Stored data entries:
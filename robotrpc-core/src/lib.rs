//! # robotrpc-core
//!
//! In-memory reference host for the robot RPC protocol.
//!
//! This crate provides:
//! - Long-term memory with token-based checkout locking
//! - Short-term, scope-bound memories
//! - Prompt/reply brokering with retry and timeout classification
//! - Caller registry resolving identity from a caller id
//! - Task registry, pipeline bookkeeping and exclusive tags
//! - Outgoing email kept in an in-memory mailbox

pub mod brain;
pub mod caller;
pub mod connector;
pub mod directory;
pub mod engine;
pub mod error;
pub mod mail;
pub mod pipeline;
pub mod prompt;
pub mod shortterm;

pub use brain::{Brain, Checkout};
pub use caller::{CallerContext, CallerRegistry, CallerSpec};
pub use connector::{Connector, MemoryConnector, OutgoingMessage};
pub use directory::{BotIdentity, Directory, DirectoryConfig, UserRecord};
pub use engine::{Host, HostConfig, HostStats, DEFAULT_PIPELINE_IDLE_TIMEOUT};
pub use error::CoreError;
pub use mail::{Mailbox, OutgoingMail};
pub use pipeline::{ExclusiveDenial, PipelineState, Stage, TaskKind, TaskRegistry, TaskSpec};
pub use prompt::{Matchers, PromptBroker, WaiterKey};
pub use shortterm::{MemoryScope, ShortTermMemory};
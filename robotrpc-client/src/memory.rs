//! Long-term memory handles.

use crate::error::ClientError;
use robotrpc_protocol::{CheckoutResponse, RetVal};
use serde::de::DeserializeOwned;
use serde::Serialize;
use serde_json::Value;

/// A checked-out datum.
///
/// A read-write checkout holds the lock token. Passing the memory to
/// [`crate::Robot::update_datum`] or [`crate::Robot::checkin_datum`] consumes
/// it, so a token cannot be presented twice.
#[derive(Debug, Clone, PartialEq)]
pub struct Memory {
    key: String,
    token: String,
    exists: bool,
    datum: Value,
    ret_val: RetVal,
}

impl Memory {
    pub(crate) fn from_checkout(key: &str, response: CheckoutResponse) -> Self {
        Self {
            key: key.to_string(),
            token: response.lock_token,
            exists: response.exists,
            datum: response.datum,
            ret_val: response.ret_val,
        }
    }

    pub fn key(&self) -> &str {
        &self.key
    }

    /// Lock token; empty for read-only checkouts.
    pub fn token(&self) -> &str {
        &self.token
    }

    pub fn is_locked(&self) -> bool {
        !self.token.is_empty()
    }

    pub fn exists(&self) -> bool {
        self.exists
    }

    pub fn ret_val(&self) -> RetVal {
        self.ret_val
    }

    pub fn datum(&self) -> &Value {
        &self.datum
    }

    pub fn set_datum(&mut self, datum: Value) {
        self.datum = datum;
    }

    /// Decodes the datum, `None` when the key has no value yet.
    pub fn decode<T: DeserializeOwned>(&self) -> Result<Option<T>, ClientError> {
        if self.datum.is_null() {
            return Ok(None);
        }
        Ok(Some(serde_json::from_value(self.datum.clone())?))
    }

    /// Replaces the datum with a serialized value.
    pub fn store<T: Serialize>(&mut self, value: &T) -> Result<(), ClientError> {
        self.datum = serde_json::to_value(value)?;
        Ok(())
    }

    pub(crate) fn into_parts(self) -> (String, String, Value) {
        (self.key, self.token, self.datum)
    }
}
//! robotrpc-cli - Command-line interface for robot RPC hosts
//!
//! Issues calls the way a plugin would, either one-shot or from a REPL.

mod commands;
mod repl;

use clap::{Parser, Subcommand};
use colored::Colorize;
use robotrpc_client::context::{ENV_CALLER_ID, ENV_CHANNEL, ENV_HTTP_POST, ENV_USER};
use robotrpc_client::{Robot, RobotContext, TransportConfig};
use std::time::Duration;
use tracing_subscriber::EnvFilter;

#[derive(Parser)]
#[command(name = "robotrpc-cli")]
#[command(about = "Command-line interface for robot RPC hosts")]
#[command(version)]
struct Cli {
    /// Host base URL
    #[arg(short = 'u', long, env = ENV_HTTP_POST, default_value = "http://127.0.0.1:8880")]
    url: String,

    /// Caller id registered with the host
    #[arg(short, long, env = ENV_CALLER_ID)]
    caller_id: String,

    /// User the calls are made on behalf of
    #[arg(long, env = ENV_USER, default_value = "")]
    user: String,

    /// Channel the calls are made in (empty for direct messages)
    #[arg(long, env = ENV_CHANNEL, default_value = "")]
    channel: String,

    /// Thread id
    #[arg(long, default_value = "")]
    thread: String,

    /// Request timeout in seconds
    #[arg(long, default_value = "60")]
    timeout: u64,

    /// Fail on non-2xx responses instead of decoding their return code
    #[arg(long)]
    strict: bool,

    #[command(subcommand)]
    command: Option<Commands>,
}

#[derive(Subcommand)]
pub(crate) enum Commands {
    /// Start interactive REPL
    Repl,

    /// Check whether the user is a robot administrator
    CheckAdmin,

    /// Request elevated privileges
    Elevate {
        /// Ask again even if already elevated
        #[arg(long)]
        immediate: bool,
    },

    /// Send a message where the command was issued
    Say {
        /// Message text
        message: String,
    },

    /// Send a direct message to a user
    SendUser {
        user: String,
        message: String,
    },

    /// Send a message to a channel
    SendChannel {
        channel: String,
        message: String,

        /// Thread to post in
        #[arg(short, long, default_value = "")]
        thread: String,
    },

    /// Look up an attribute of the robot, the sender or another user
    Attribute {
        /// Attribute name (name, email, fullname, ...)
        attribute: String,

        /// Look up the robot instead of the sender
        #[arg(long, conflicts_with = "of")]
        bot: bool,

        /// Look up another user
        #[arg(long)]
        of: Option<String>,
    },

    /// Prompt the user and wait for a reply
    Prompt {
        /// Reply matcher id (e.g. YesNo)
        regex_id: String,

        /// Prompt text
        prompt: String,
    },

    /// Read a datum from long-term memory
    GetDatum {
        key: String,
    },

    /// Replace a datum in long-term memory
    SetDatum {
        key: String,

        /// Datum JSON (or @file.json to read from file)
        datum: String,
    },

    /// Store a short-term memory
    Remember {
        key: String,
        value: String,

        /// Visible to the whole channel
        #[arg(long)]
        shared: bool,
    },

    /// Recall a short-term memory
    Recall {
        key: String,

        #[arg(long)]
        shared: bool,
    },

    /// Send an email to the sender, another user or an address
    Email {
        subject: String,
        body: String,

        /// Mail this user instead of the sender
        #[arg(long, conflicts_with = "address")]
        user: Option<String>,

        /// Mail this address instead of the sender
        #[arg(long)]
        address: Option<String>,

        /// Send the body as HTML
        #[arg(long)]
        html: bool,
    },

    /// Add a job to the pipeline
    AddJob {
        name: String,
        args: Vec<String>,
    },

    /// Add a task to the pipeline
    AddTask {
        name: String,
        args: Vec<String>,
    },

    /// Add a plugin command to the pipeline
    AddCommand {
        plugin: String,
        command: String,
    },

    /// Set a pipeline parameter
    SetParameter {
        name: String,
        value: String,
    },

    /// Read a pipeline parameter
    GetParameter {
        name: String,
    },

    /// Write to the robot's log
    Log {
        /// Level (trace, debug, info, audit, warn, error, fatal)
        level: String,
        message: String,
    },

    /// Show the caller task's configuration
    TaskConfig,
}

#[tokio::main]
async fn main() -> Result<(), Box<dyn std::error::Error>> {
    // Initialize logging
    tracing_subscriber::fmt()
        .with_env_filter(
            EnvFilter::try_from_default_env().unwrap_or_else(|_| EnvFilter::new("warn")),
        )
        .init();

    let cli = Cli::parse();
    tracing::debug!("Calling {} as {}", cli.url, cli.caller_id);

    let context = RobotContext::new(&cli.url, &cli.caller_id)
        .with_user(&cli.user)
        .with_channel(&cli.channel)
        .with_thread(&cli.thread, !cli.thread.is_empty());
    let config = TransportConfig::new()
        .with_timeout(Duration::from_secs(cli.timeout))
        .with_throw_on_http_error(cli.strict);
    let robot = Robot::connect(context, config).map_err(|e| {
        eprintln!("{}: {}", "Invalid host".red(), e);
        e
    })?;

    match cli.command {
        Some(Commands::Repl) | None => {
            repl::run(robot).await?;
        }
        Some(cmd) => match commands::execute(&robot, cmd).await {
            Ok(output) => {
                println!("{}", output);
            }
            Err(e) => {
                eprintln!("{}: {}", "Error".red(), e);
                std::process::exit(1);
            }
        },
    }

    Ok(())
}
//! Protocol error types.

use crate::codes::RetVal;
use thiserror::Error;

/// Errors raised while encoding or decoding calls and results.
#[derive(Debug, Error)]
pub enum ProtocolError {
    #[error("JSON error: {0}")]
    Json(#[from] serde_json::Error),

    #[error("unknown function: {0}")]
    UnknownFunction(String),

    #[error("invalid arguments for {func}: {reason}")]
    InvalidArgs { func: String, reason: String },

    #[error("missing CallerID")]
    MissingCallerId,

    #[error("expected a JSON object")]
    NotAnObject,

    #[error("body too large: {size} bytes (max {max})")]
    BodyTooLarge { size: usize, max: usize },
}

impl ProtocolError {
    /// Return code a plugin sees for this failure.
    pub fn ret_val(&self) -> RetVal {
        match self {
            ProtocolError::UnknownFunction(_) => RetVal::Failed,
            _ => RetVal::DataFormatError,
        }
    }

    /// Whether the caller sent something the host could not accept, as
    /// opposed to the host producing a bad body.
    pub fn is_bad_request(&self) -> bool {
        !matches!(self, ProtocolError::BodyTooLarge { .. })
    }
}

#[cfg(test)]
mod tests {
    use super::*;

    #[test]
    fn test_protocol_error_display() {
        let err = ProtocolError::UnknownFunction("Teleport".into());
        assert!(err.to_string().contains("Teleport"));

        let err = ProtocolError::InvalidArgs {
            func: "UpdateDatum".into(),
            reason: "missing field `Token`".into(),
        };
        let msg = err.to_string();
        assert!(msg.contains("UpdateDatum"));
        assert!(msg.contains("Token"));

        let err = ProtocolError::BodyTooLarge { size: 100, max: 50 };
        assert!(err.to_string().contains("100"));

        assert!(ProtocolError::MissingCallerId.to_string().contains("CallerID"));
    }

    #[test]
    fn test_ret_val_mapping() {
        assert_eq!(ProtocolError::NotAnObject.ret_val(), RetVal::DataFormatError);
        assert_eq!(ProtocolError::MissingCallerId.ret_val(), RetVal::DataFormatError);
        assert_eq!(
            ProtocolError::UnknownFunction("x".into()).ret_val(),
            RetVal::Failed
        );
    }

    #[test]
    fn test_bad_request() {
        assert!(ProtocolError::NotAnObject.is_bad_request());
        assert!(!ProtocolError::BodyTooLarge { size: 2, max: 1 }.is_bad_request());
    }
}
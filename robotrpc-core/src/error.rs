//! Core error types.

use robotrpc_protocol::RetVal;
use thiserror::Error;

/// Errors from the host engine.
#[derive(Debug, Error)]
pub enum CoreError {
    #[error("unknown caller: {caller_id}")]
    UnknownCaller { caller_id: String },

    #[error("caller already registered: {caller_id}")]
    CallerExists { caller_id: String },

    #[error("task not found: {task}")]
    TaskNotFound { task: String },

    #[error("invalid datum key: {key:?}")]
    InvalidDatumKey { key: String },

    #[error("invalid reply matcher {id}: {source}")]
    InvalidMatcher {
        id: String,
        #[source]
        source: regex::Error,
    },

    #[error("invalid configuration: {reason}")]
    InvalidConfig { reason: String },

    #[error("JSON error: {0}")]
    Json(#[from] serde_json::Error),
}

impl CoreError {
    /// Return code a plugin sees for this error.
    pub fn ret_val(&self) -> RetVal {
        match self {
            CoreError::UnknownCaller { .. } => RetVal::Failed,
            CoreError::CallerExists { .. } => RetVal::Failed,
            CoreError::TaskNotFound { .. } => RetVal::TaskNotFound,
            CoreError::InvalidDatumKey { .. } => RetVal::InvalidDatumKey,
            CoreError::InvalidMatcher { .. } => RetVal::MatcherNotFound,
            CoreError::InvalidConfig { .. } => RetVal::Failed,
            CoreError::Json(_) => RetVal::DataFormatError,
        }
    }

    /// Returns an error code suitable for HTTP error bodies.
    pub fn error_code(&self) -> &'static str {
        match self {
            CoreError::UnknownCaller { .. } => "UNKNOWN_CALLER",
            CoreError::CallerExists { .. } => "CALLER_EXISTS",
            CoreError::TaskNotFound { .. } => "TASK_NOT_FOUND",
            CoreError::InvalidDatumKey { .. } => "INVALID_DATUM_KEY",
            CoreError::InvalidMatcher { .. } => "BAD_REQUEST",
            CoreError::InvalidConfig { .. } => "BAD_REQUEST",
            CoreError::Json(_) => "BAD_REQUEST",
        }
    }
}
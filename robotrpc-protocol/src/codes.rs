//! Integer code enums shared by every binding.
//!
//! Each enum supports a reverse lookup from integer to symbolic name. Values
//! outside the defined range map to an `Unknown<Category>` sentinel; plugin
//! logs and tests key off these names, so they must not change.

use serde::de::{self, Deserializer};
use serde::{Deserialize, Serialize, Serializer};
use std::fmt;
use std::str::FromStr;

/// Error returned when parsing a symbolic name that is not defined.
#[derive(Debug, Clone, PartialEq, Eq)]
pub struct UnknownName {
    pub category: &'static str,
    pub name: String,
}

impl fmt::Display for UnknownName {
    fn fmt(&self, f: &mut fmt::Formatter<'_>) -> fmt::Result {
        write!(f, "unknown {} name: {}", self.category, self.name)
    }
}

impl std::error::Error for UnknownName {}

macro_rules! code_enum {
    (
        $(#[$meta:meta])*
        pub enum $name:ident ($sentinel:literal) {
            $( $(#[$vmeta:meta])* $variant:ident = $value:literal, )+
        }
    ) => {
        $(#[$meta])*
        #[derive(Debug, Clone, Copy, PartialEq, Eq, Hash)]
        pub enum $name {
            $( $(#[$vmeta])* $variant = $value, )+
        }

        impl $name {
            /// Every defined value, in code order.
            pub const ALL: &'static [$name] = &[$($name::$variant),+];

            /// Name reported for codes outside the defined range.
            pub const UNKNOWN: &'static str = $sentinel;

            /// Returns the integer code.
            pub fn code(self) -> i64 {
                self as i64
            }

            /// Looks up a value by integer code.
            pub fn from_code(code: i64) -> Option<Self> {
                match code {
                    $( $value => Some($name::$variant), )+
                    _ => None,
                }
            }

            /// Returns the symbolic name.
            pub fn as_str(self) -> &'static str {
                match self {
                    $( $name::$variant => stringify!($variant), )+
                }
            }

            /// Reverse lookup: integer code to symbolic name, or the sentinel.
            pub fn name_of(code: i64) -> &'static str {
                Self::from_code(code).map(Self::as_str).unwrap_or($sentinel)
            }

            /// Forward lookup: symbolic name to value.
            pub fn code_of(name: &str) -> Option<Self> {
                match name {
                    $( stringify!($variant) => Some($name::$variant), )+
                    _ => None,
                }
            }
        }

        impl fmt::Display for $name {
            fn fmt(&self, f: &mut fmt::Formatter<'_>) -> fmt::Result {
                f.write_str(self.as_str())
            }
        }

        impl FromStr for $name {
            type Err = UnknownName;

            fn from_str(s: &str) -> Result<Self, Self::Err> {
                Self::code_of(s).ok_or_else(|| UnknownName {
                    category: stringify!($name),
                    name: s.to_string(),
                })
            }
        }

        impl Serialize for $name {
            fn serialize<S: Serializer>(&self, serializer: S) -> Result<S::Ok, S::Error> {
                serializer.serialize_i64(self.code())
            }
        }

        impl<'de> Deserialize<'de> for $name {
            fn deserialize<D: Deserializer<'de>>(deserializer: D) -> Result<Self, D::Error> {
                let code = i64::deserialize(deserializer)?;
                Self::from_code(code).ok_or_else(|| {
                    de::Error::custom(format!("{} is not a valid {}", code, stringify!($name)))
                })
            }
        }
    };
}

code_enum! {
    /// Return value of a robot method call; `Ok` is the only success value.
    pub enum RetVal ("UnknownRetVal") {
        Ok = 0,

        // Connector issues
        UserNotFound = 1,
        ChannelNotFound = 2,
        AttributeNotFound = 3,
        FailedMessageSend = 4,
        FailedChannelJoin = 5,

        // Brain maladies
        DatumNotFound = 6,
        DatumLockExpired = 7,
        DataFormatError = 8,
        BrainFailed = 9,
        InvalidDatumKey = 10,

        // Task configuration
        InvalidConfigPointer = 11,
        ConfigUnmarshalError = 12,
        NoConfigFound = 13,

        // Prompting
        RetryPrompt = 14,
        ReplyNotMatched = 15,
        UseDefaultValue = 16,
        TimeoutExpired = 17,
        Interrupted = 18,
        MatcherNotFound = 19,

        // Email
        NoUserEmail = 20,
        NoBotEmail = 21,
        MailError = 22,

        // Pipeline
        TaskNotFound = 23,
        MissingArguments = 24,
        InvalidStage = 25,
        InvalidTaskType = 26,
        CommandNotMatched = 27,
        TaskDisabled = 28,
        PrivilegeViolation = 29,

        /// Generic failure, should be accompanied by a log.
        Failed = 63,
    }
}

impl RetVal {
    pub fn is_ok(self) -> bool {
        self == RetVal::Ok
    }

    /// Returns whether this code may legitimately terminate a prompt flow.
    pub fn is_prompt_outcome(self) -> bool {
        matches!(
            self,
            RetVal::Ok
                | RetVal::RetryPrompt
                | RetVal::ReplyNotMatched
                | RetVal::UseDefaultValue
                | RetVal::TimeoutExpired
                | RetVal::Interrupted
                | RetVal::MatcherNotFound
        )
    }

    /// Returns whether a message could not be delivered to a user or channel.
    pub fn is_connector_issue(self) -> bool {
        (1..=5).contains(&self.code())
    }

    /// Returns whether a host may answer a prompt with this code: a prompt
    /// outcome, a connector issue from sending the prompt, or `Failed`.
    pub fn is_reply_code(self) -> bool {
        self.is_prompt_outcome() || self.is_connector_issue() || self == RetVal::Failed
    }
}

code_enum! {
    /// Exit status of a plugin, job or task.
    pub enum TaskRetVal ("UnknownTaskRetVal") {
        Normal = 0,
        Fail = 1,
        MechanismFail = 2,
        ConfigurationError = 3,
        PipelineAborted = 4,
        RobotStopping = 5,
        NotFound = 6,
        /// Three bits set, so an auth plugin can't succeed by accident.
        Success = 7,
    }
}

code_enum! {
    /// Log levels, most to least verbose.
    pub enum LogLevel ("UnknownLogLevel") {
        Trace = 0,
        Debug = 1,
        Info = 2,
        Audit = 3,
        Warn = 4,
        Error = 5,
        Fatal = 6,
    }
}

impl LogLevel {
    /// Parses a level name case-insensitively, as scripts send it.
    pub fn from_wire(level: &str) -> Option<Self> {
        Self::ALL
            .iter()
            .copied()
            .find(|l| l.as_str().eq_ignore_ascii_case(level.trim()))
    }
}

code_enum! {
    /// How the connector should render an outgoing message.
    pub enum MessageFormat ("UnknownMessageFormat") {
        Raw = 0,
        Fixed = 1,
        Variable = 2,
    }
}

impl MessageFormat {
    /// Lowercase name used in the envelope `Format` field.
    pub fn as_wire(self) -> &'static str {
        match self {
            MessageFormat::Raw => "raw",
            MessageFormat::Fixed => "fixed",
            MessageFormat::Variable => "variable",
        }
    }

    pub fn from_wire(format: &str) -> Option<Self> {
        Self::ALL
            .iter()
            .copied()
            .find(|f| f.as_wire().eq_ignore_ascii_case(format.trim()))
    }
}

code_enum! {
    /// Chat protocols a robot can be connected to.
    pub enum Protocol ("UnknownProtocol") {
        Slack = 0,
        Rocket = 1,
        Terminal = 2,
        Test = 3,
        Null = 4,
    }
}

impl Protocol {
    /// Lowercase name as carried in `GOPHER_PROTOCOL`.
    pub fn as_wire(self) -> &'static str {
        match self {
            Protocol::Slack => "slack",
            Protocol::Rocket => "rocket",
            Protocol::Terminal => "terminal",
            Protocol::Test => "test",
            Protocol::Null => "null",
        }
    }

    pub fn from_wire(protocol: &str) -> Option<Self> {
        Self::ALL
            .iter()
            .copied()
            .find(|p| p.as_wire().eq_ignore_ascii_case(protocol.trim()))
    }
}

#[cfg(test)]
mod tests {
    use super::*;
    use proptest::prelude::*;

    #[test]
    fn test_ret_val_codes() {
        assert_eq!(RetVal::Ok.code(), 0);
        assert_eq!(RetVal::FailedChannelJoin.code(), 5);
        assert_eq!(RetVal::DatumLockExpired.code(), 7);
        assert_eq!(RetVal::NoConfigFound.code(), 13);
        assert_eq!(RetVal::MatcherNotFound.code(), 19);
        assert_eq!(RetVal::MailError.code(), 22);
        assert_eq!(RetVal::PrivilegeViolation.code(), 29);
        assert_eq!(RetVal::Failed.code(), 63);
        assert_eq!(RetVal::ALL.len(), 31);
    }

    #[test]
    fn test_name_of_sentinels() {
        assert_eq!(RetVal::name_of(30), "UnknownRetVal");
        assert_eq!(RetVal::name_of(-1), "UnknownRetVal");
        assert_eq!(TaskRetVal::name_of(8), "UnknownTaskRetVal");
        assert_eq!(LogLevel::name_of(7), "UnknownLogLevel");
        assert_eq!(MessageFormat::name_of(3), "UnknownMessageFormat");
        assert_eq!(Protocol::name_of(5), "UnknownProtocol");
    }

    #[test]
    fn test_every_value_round_trips() {
        for v in RetVal::ALL {
            assert_eq!(RetVal::code_of(RetVal::name_of(v.code())), Some(*v));
        }
        for v in TaskRetVal::ALL {
            assert_eq!(TaskRetVal::code_of(TaskRetVal::name_of(v.code())), Some(*v));
        }
        for v in LogLevel::ALL {
            assert_eq!(LogLevel::code_of(LogLevel::name_of(v.code())), Some(*v));
        }
        for v in MessageFormat::ALL {
            assert_eq!(
                MessageFormat::code_of(MessageFormat::name_of(v.code())),
                Some(*v)
            );
        }
        for v in Protocol::ALL {
            assert_eq!(Protocol::code_of(Protocol::name_of(v.code())), Some(*v));
        }
    }

    #[test]
    fn test_from_str() {
        assert_eq!("DatumLockExpired".parse::<RetVal>(), Ok(RetVal::DatumLockExpired));
        let err = "NoSuchThing".parse::<RetVal>().unwrap_err();
        assert_eq!(err.category, "RetVal");
        assert!(err.to_string().contains("NoSuchThing"));
    }

    #[test]
    fn test_serialize_as_integer() {
        assert_eq!(serde_json::to_string(&RetVal::Interrupted).unwrap(), "18");
        assert_eq!(serde_json::to_string(&TaskRetVal::Success).unwrap(), "7");
        let parsed: RetVal = serde_json::from_str("7").unwrap();
        assert_eq!(parsed, RetVal::DatumLockExpired);
        assert!(serde_json::from_str::<RetVal>("42").is_err());
    }

    #[test]
    fn test_wire_names() {
        assert_eq!(MessageFormat::from_wire("Fixed"), Some(MessageFormat::Fixed));
        assert_eq!(MessageFormat::Variable.as_wire(), "variable");
        assert_eq!(Protocol::from_wire("SLACK"), Some(Protocol::Slack));
        assert_eq!(Protocol::from_wire("irc"), None);
        assert_eq!(LogLevel::from_wire("warn"), Some(LogLevel::Warn));
    }

    #[test]
    fn test_prompt_outcomes() {
        assert!(RetVal::Ok.is_prompt_outcome());
        assert!(RetVal::TimeoutExpired.is_prompt_outcome());
        assert!(!RetVal::DatumLockExpired.is_prompt_outcome());
        assert!(!RetVal::TaskNotFound.is_prompt_outcome());
    }

    #[test]
    fn test_reply_codes() {
        assert!(RetVal::RetryPrompt.is_reply_code());
        assert!(RetVal::UserNotFound.is_reply_code());
        assert!(RetVal::FailedMessageSend.is_reply_code());
        assert!(RetVal::Failed.is_reply_code());
        assert!(!RetVal::DatumNotFound.is_connector_issue());
        for rv in [
            RetVal::DatumLockExpired,
            RetVal::NoConfigFound,
            RetVal::MailError,
            RetVal::TaskNotFound,
            RetVal::PrivilegeViolation,
        ] {
            assert!(!rv.is_reply_code(), "{} is not a reply code", rv);
        }
    }

    proptest! {
        #[test]
        fn prop_ret_val_reverse_lookup(code in -1000i64..1000) {
            let name = RetVal::name_of(code);
            match RetVal::from_code(code) {
                Some(v) => {
                    prop_assert_eq!(name, v.as_str());
                    prop_assert_eq!(RetVal::name_of(RetVal::code_of(name).unwrap().code()), name);
                }
                None => prop_assert_eq!(name, "UnknownRetVal"),
            }
        }

        #[test]
        fn prop_task_ret_val_reverse_lookup(code in -100i64..100) {
            let name = TaskRetVal::name_of(code);
            if (0..=7).contains(&code) {
                prop_assert_eq!(TaskRetVal::code_of(name).map(TaskRetVal::code), Some(code));
            } else {
                prop_assert_eq!(name, "UnknownTaskRetVal");
            }
        }
    }
}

Action item | If a line comes after the one containing "a caller id", leave it out; set down every line of the data before it, and that line itself, exactly.

Reply |
filename robotrpc-core/src/lib.rs
//! # robotrpc-core
//!
//! In-memory reference host for the robot RPC protocol.
//!
//! This crate provides:
//! - Long-term memory with token-based checkout locking
//! - Short-term, scope-bound memories
//! - Prompt/reply brokering with retry and timeout classification
//! - Caller registry resolving identity from a caller id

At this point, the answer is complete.